Investors have turned heavily short dollars in recent months, figuring rates will stay low for a long time in the US, forcing yield-seekers to head elsewhere for better returns. ), but the overall inflation picture remains largely benign (remember that the historical Fed “target” rate for inflation was ~2%): Translation: A generally positive environment for “risk on” assets. While investors have been viewing vaccine progress favorably, the record figures are a stark reminder that there is still a long road ahead for the US economy.
Thus, investors are dumping treasuries, with U.S. long-term interest rates continuing to rise as the massive liquidity level made available by the Fed decreases appetite for safe assets. Here are three of the best cheap growth stocks to buy now… (NASDAQ: BECN) is a perfect example of an undervalued growth stock in today’s market. Despite news that Pfizer will cut its coronavirus vaccine distribution target by half, Wall Street futures are pointing slightly higher heading into the European and North American trading sessions.

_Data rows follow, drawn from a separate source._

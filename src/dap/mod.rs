mod protocol;
mod server;

use std::io::{self, BufRead, Write};

use tracing::{debug, info, warn};

pub use protocol::{read_message, write_message, DapMessage, DapMessageContent};
pub use server::DapServer;

/// Serves DAP requests from `reader` until `disconnect` or end of input.
pub fn run_dap_mode<R: BufRead, W: Write>(
    reader: R,
    writer: W,
    step_limit: Option<usize>,
) -> io::Result<()> {
    info!("DAP server starting");
    let mut server = DapServer::new(reader, writer, step_limit);

    loop {
        let msg = match server.read_message() {
            Ok(Some(msg)) => msg,
            Ok(None) => {
                info!("client closed the stream");
                break;
            }
            Err(err) if err.kind() == io::ErrorKind::InvalidData => {
                warn!(%err, "skipping malformed message");
                continue;
            }
            Err(err) => return Err(err),
        };

        let DapMessageContent::Request { command, arguments } = msg.content else {
            debug!("ignoring non-request message");
            continue;
        };
        debug!(%command, seq = msg.seq, "request");

        match command.as_str() {
            "initialize" => server.handle_initialize(msg.seq, command)?,
            "launch" => server.handle_launch(msg.seq, command, arguments)?,
            "setBreakpoints" => server.handle_set_breakpoints(msg.seq, command, arguments)?,
            "configurationDone" => server.handle_configuration_done(msg.seq, command)?,
            "threads" => server.handle_threads(msg.seq, command)?,
            "stackTrace" => server.handle_stack_trace(msg.seq, command)?,
            "scopes" => server.handle_scopes(msg.seq, command)?,
            "variables" => server.handle_variables(msg.seq, command, arguments)?,
            "source" => server.handle_source(msg.seq, command)?,
            "continue" => server.handle_continue(msg.seq, command)?,
            "next" => server.handle_next(msg.seq, command)?,
            "stepIn" => server.handle_step_in(msg.seq, command)?,
            "stepOut" => server.handle_step_out(msg.seq, command)?,
            "disconnect" => {
                server.send_response(msg.seq, command, true, None)?;
                break;
            }
            _ => {
                warn!(%command, "unhandled DAP command");
                let message = format!("unsupported request: {command}");
                server.send_error_response(msg.seq, command, message)?;
            }
        }
    }

    info!("DAP server exiting");
    Ok(())
}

Now the market is revising its outlook and pricing in inflation that’s roughly in line with the pre-pandemic forecast – just below the Fed’s 2% inflation target. Pfizer on Thursday cut its initial COVID-19 vaccine shipment outlook in half for the year due to supply-chain problems, according to the Wall Street Journal. Also, during the recent senate testimony, Fed chairman Powell finds that the U.S. economy is in better shape than expected while still not out of the woods yet.
The Fed’s influence on corporate credit markets continued to grow as the central bank executed its Secondary Market Corporate Credit Facility (SMCCF).


Previous rules governing grain reserves only applied to its central state stockpiles but Beijing has this year heightened its focus on risks to food supply.


If the EU accepts to prolong the current transitional setup (with no tariffs) then we doubt that a deal will be found within the next negotiation period. The Brexit stalemate in a nutshell The problem is that two parties acting in political self-interest will always end in a stalemate due to political interests. There is currently a stalemate in Brexit-negotiations and it is hard to imagine a deal being struck without an exogenous trigger. In this case both EU and UK obviously act in self-interest meaning that a deal is very difficult to strike, why they may end up not co-operating.
On the other hand, an unnamed EU official told Reuters that a deal is “imminent” – barring any last-minute breakdown.
So after decades of leading Turkey by the nose, EU politely put an end to the charade citing problems with Turkey’s democracy. Would BoJo really want to be known as the breakfast- or bacon slayer? On the plus side, Erdogan does not appear interested in “combating corruption” in Ukraine, though that though not to the same extent as EU-promoted privatization efforts. K officials are reportedly upset with new EU demands, potentially derailing an agreement.
The next moves by Chief EU Negotiator Michel Barnier – which is returning from London to Brussels for consultations – will be closely watched.